During the 1973 Arab-Israel War, Moscow informed Damascus that Israel was readying tactical nuclear-armed missiles, land mines, and bombs to halt what looked like a Syrian armoured breakthrough on the Golan Heights. Damascus was also targeted by Israeli nuclear weapons. Syria determined to obtain a limited deterrent to forestall any future such nuclear threats.

Syria’s arsenal of mustard, cyanide, and nerve gas is loaded into bombs, short-ranged Scud or SS-21 missiles, or short-ranged artillery shells. Chemical weapons are not weapons of mass destruction. They have limited killing power, unreliable, and are subject to weather conditions.

The cries of alarm by Western media simply ignored this fact. As they did the point that lightly armed Hezbollah would likely be unable to obtain or employ such weapons even if it had them and decided to risk suicide.

In the kind of urban warfare now going on in Syria, chemical weapons would have little use. Far more effective and deadly would be the thermobaric fuel air explosives employed by Russia, US, and Israel that rip apart the lungs of soldiers fighting from cover in ruined buildings or bunkers. Israel has the Mideast’s largest arsenal of chemical and biological weapons.

Israel’s military establishment and rightwing parties have made no secret of their yearning for revenge against Hezbollah, which inflicted a sharp defeat on Israel’s army in southern Lebanon in 2006. Nor have Israel’s expansionist rightists given up the ambition of former leader Ariel Sharon (who remains alive but in deep coma) of turning Lebanon into an Israeli protectorate ruled by Maronite Christian rightists.

Israeli officials also threatened to occupy what’s left of Syria’s Golan Heights to supposedly prevent them from turning into a “terrorist haven.” Today, Israeli heavy artillery on Golan is only 30 km from Damascus.

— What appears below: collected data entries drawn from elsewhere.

//! Database models for stored bars.

use chrono::{DateTime, Utc};
use diesel::prelude::*;

use stocktracker_core::errors::{DatabaseError, Error, Result};
use stocktracker_market_data::{MarketBar, Symbol};

/// Row in `stock_bars`.
#[derive(Queryable, Identifiable, Selectable, Debug, Clone, PartialEq)]
#[diesel(table_name = crate::schema::stock_bars)]
#[diesel(check_for_backend(diesel::sqlite::Sqlite))]
pub struct StockBarDB {
    pub id: i32,
    pub symbol: String,
    pub timestamp: String,
    pub open: f64,
    pub high: f64,
    pub low: f64,
    pub close: f64,
    pub volume: i64,
    pub created_at: String,
}

/// Insert form; `id` and `created_at` are filled by SQLite.
#[derive(Insertable, Debug, Clone, PartialEq)]
#[diesel(table_name = crate::schema::stock_bars)]
pub struct NewStockBarDB {
    pub symbol: String,
    pub timestamp: String,
    pub open: f64,
    pub high: f64,
    pub low: f64,
    pub close: f64,
    pub volume: i64,
}

impl NewStockBarDB {
    pub fn from_bar(symbol: &Symbol, bar: &MarketBar) -> Self {
        Self {
            symbol: symbol.as_str().to_string(),
            timestamp: bar.timestamp.to_rfc3339(),
            open: bar.open,
            high: bar.high,
            low: bar.low,
            close: bar.close,
            volume: i64::try_from(bar.volume).unwrap_or(i64::MAX),
        }
    }
}

impl TryFrom<StockBarDB> for MarketBar {
    type Error = Error;

    fn try_from(row: StockBarDB) -> Result<Self> {
        let symbol = Symbol::parse(&row.symbol)?;
        let timestamp = DateTime::parse_from_rfc3339(&row.timestamp)
            .map(|dt| dt.with_timezone(&Utc))
            .map_err(|e| {
                DatabaseError::Internal(format!(
                    "Bad timestamp '{}' in stock_bars row {}: {}",
                    row.timestamp, row.id, e
                ))
            })?;
        let volume = u64::try_from(row.volume).map_err(|_| {
            DatabaseError::Internal(format!(
                "Negative volume {} in stock_bars row {}",
                row.volume, row.id
            ))
        })?;

        Ok(MarketBar::new(
            symbol, timestamp, row.open, row.high, row.low, row.close, volume,
        ))
    }
}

Is Washington giving Israel a green light to attack Syria as a consolation prize for delaying an attack against Iran? Certainly, overthrowing the Assad government has become an obsession in Washington. The road to Teheran runs through Damascus, chant US neo-conservatives and many bellicose Republicans.

Further raising the temperature, Turkey is threatening to occupy a heavily Kurdish chunk of northern Syria which it claims is being used to launch attacks into Turkey. Why Turkey is thinking about acquiring more rebellious Kurds when it can’t handle its own remains unclear. But formerly neutral Turkey is getting more deeply involved each day in Syria. Ankara’s machinations in Syria threaten to undo the success of its previous “no problems” policy with its neighbours.

The US, France, Turkey and Israel have all finalised plans for attacking Syria. The biggest winner in such a scenario would be Israel, as it was in the US war against Iraq. Sending Syria into turmoil would eliminate the most important supporter of the Palestinians 
resistance, cut off Hezbollah, leave 
it vulnerable to a final assault, 
isolate Iran, and cement Israel’s 
annexation of Syria’s Golan Heights.